このエントリーの主は、サイバーエージェント子会社のCyberZ所属で、国内No.1スマホマーケティングツール「F.O.X」サービスマネージャーの門田矩明さんです。

門田さんは、2017年の1月にこのようなエントリーも書いています。

■CyberZ全社横断の技術組織「技術戦略室」はじめました

残念ながらこの技術組織は3カ月ほどで解散してしまいますが、その後に書いた「記録」としてのエントリーが多くの人の心に響き、広がっていきました。しかし、この後どうなったのかについては、あまり語られていないように感じられます。
そこで、今回は門田さんへ「横断組織が終わった後」について、お話しいただきました。

インタビューの中で見えてきたのは、自身の経験を踏まえたうえで門田さんなりに考えた「横断組織論」、そして前々から考えていたという「市場において無価値にならないエンジニア像」でした。エンジニアとして自分がいまひとつ伸び悩んでいると感じている方、自分に合うチームを探している方、そしてエンジニアの採用や育成、マネジメントに関わっている方、必見の内容です。

 

あれから8ヶ月

──エンジニアの知人に「社内横断の技術組織を終わらせました」エントリーについて聞いてみたら、やはり知っている人が多かったです。あの記事の「その後」が気になっている人も多いと思いますが……
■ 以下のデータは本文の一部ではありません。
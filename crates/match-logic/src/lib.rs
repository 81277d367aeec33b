//! Match Logic for Prisoner's Arena
//!
//! Core game logic for the Iterated Prisoner's Dilemma tournament:
//! - Payoff table and round outcomes
//! - Built-in strategies and the agents that carry them
//! - The banker, which runs a fixed-length match between two agents
//! - The round-robin tournament tallying wins across a roster

mod error;
mod random;
mod strategy;
mod agent;
mod human;
mod game;
mod pairing;
mod tournament;
pub mod report;

pub use error::{ArenaError, Result};
pub use random::SeededRng;
pub use strategy::{describe_strategy, execute_strategy, Move, Strategy};
pub use agent::{Agent, Brain};
pub use human::{ConsolePrompt, HumanPrompt, MovePrompt};
pub use game::{
    Banker, MatchObserver, MatchResult, Outcome, RoundResult, Verdict, DEFAULT_ROUNDS,
};
pub use pairing::{calculate_match_count, round_robin_pairs};
pub use tournament::{PlayerSpec, Standing, Tournament, TournamentConfig, TournamentReport};

/// Payoff table for the Prisoner's Dilemma, indexed by `[move_a][move_b]`.
///
/// Total over the closed `Move` enum: every pair resolves to exactly one entry.
const PAYOFF: [[RoundResult; 2]; 2] = [
    [
        RoundResult {
            move_a: Move::Cooperate,
            move_b: Move::Cooperate,
            score_a: 3,
            score_b: 3,
            outcome: Outcome::BothCooperate,
        },
        RoundResult {
            move_a: Move::Cooperate,
            move_b: Move::Defect,
            score_a: 0,
            score_b: 5,
            outcome: Outcome::PlayerBWin,
        },
    ],
    [
        RoundResult {
            move_a: Move::Defect,
            move_b: Move::Cooperate,
            score_a: 5,
            score_b: 0,
            outcome: Outcome::PlayerAWin,
        },
        RoundResult {
            move_a: Move::Defect,
            move_b: Move::Defect,
            score_a: 1,
            score_b: 1,
            outcome: Outcome::BothDefect,
        },
    ],
];

/// Resolve a pair of simultaneous moves into the round's result
pub fn payoff(a: Move, b: Move) -> RoundResult {
    PAYOFF[a.index()][b.index()]
}

/// Payoff matrix for the Prisoner's Dilemma
/// Returns (score_a, score_b)
pub fn payoff_scores(a: Move, b: Move) -> (u8, u8) {
    let result = payoff(a, b);
    (result.score_a, result.score_b)
}
//! Error types for arena operations

use thiserror::Error;

/// Errors surfaced by the arena.
///
/// Built-in strategies never fail. Only the interactive agent touches I/O,
/// and the CLI roster parser rejects malformed entries.
#[derive(Debug, Error)]
pub enum ArenaError {
    /// Interactive input reached end of stream before a valid move was read.
    #[error("input closed while waiting for a move from {name}")]
    InputClosed { name: String },

    /// Console read or write failed.
    #[error("console I/O failed: {0}")]
    Io(#[from] std::io::Error),

    /// Move token other than `C` or `D`.
    #[error("invalid move {0:?}, expected C or D")]
    InvalidMove(String),

    /// Strategy token not recognised.
    #[error("unknown strategy: {0}")]
    UnknownStrategy(String),

    /// Roster entry not in `name=strategy` form.
    #[error("invalid player spec {0:?}, expected NAME=STRATEGY")]
    InvalidPlayerSpec(String),

    /// Report serialization failed.
    #[error("serialization error: {0}")]
    Serialize(#[from] serde_json::Error),
}

pub type Result<T> = std::result::Result<T, ArenaError>;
門田さん(以下、門田) 結構バズリましたよね。あの記事は土日でバズっていて、週明け月曜日にビビりながら出社しましたが、静かなもんでした……。みんな気を使ってくれていたのかなと思います(笑)
今はもともといた事業部に戻っています。全社で何かをやるというのは一回忘れて、自分の事業部でやりたかったことをやり直すことにシフトしています。

先日開催されたイベントでもお話しされていましたが、現在はVP of Engineeringのような立ち位置で組織課題を解決されているそうですね。この考えは以前からお持ちだったんですか?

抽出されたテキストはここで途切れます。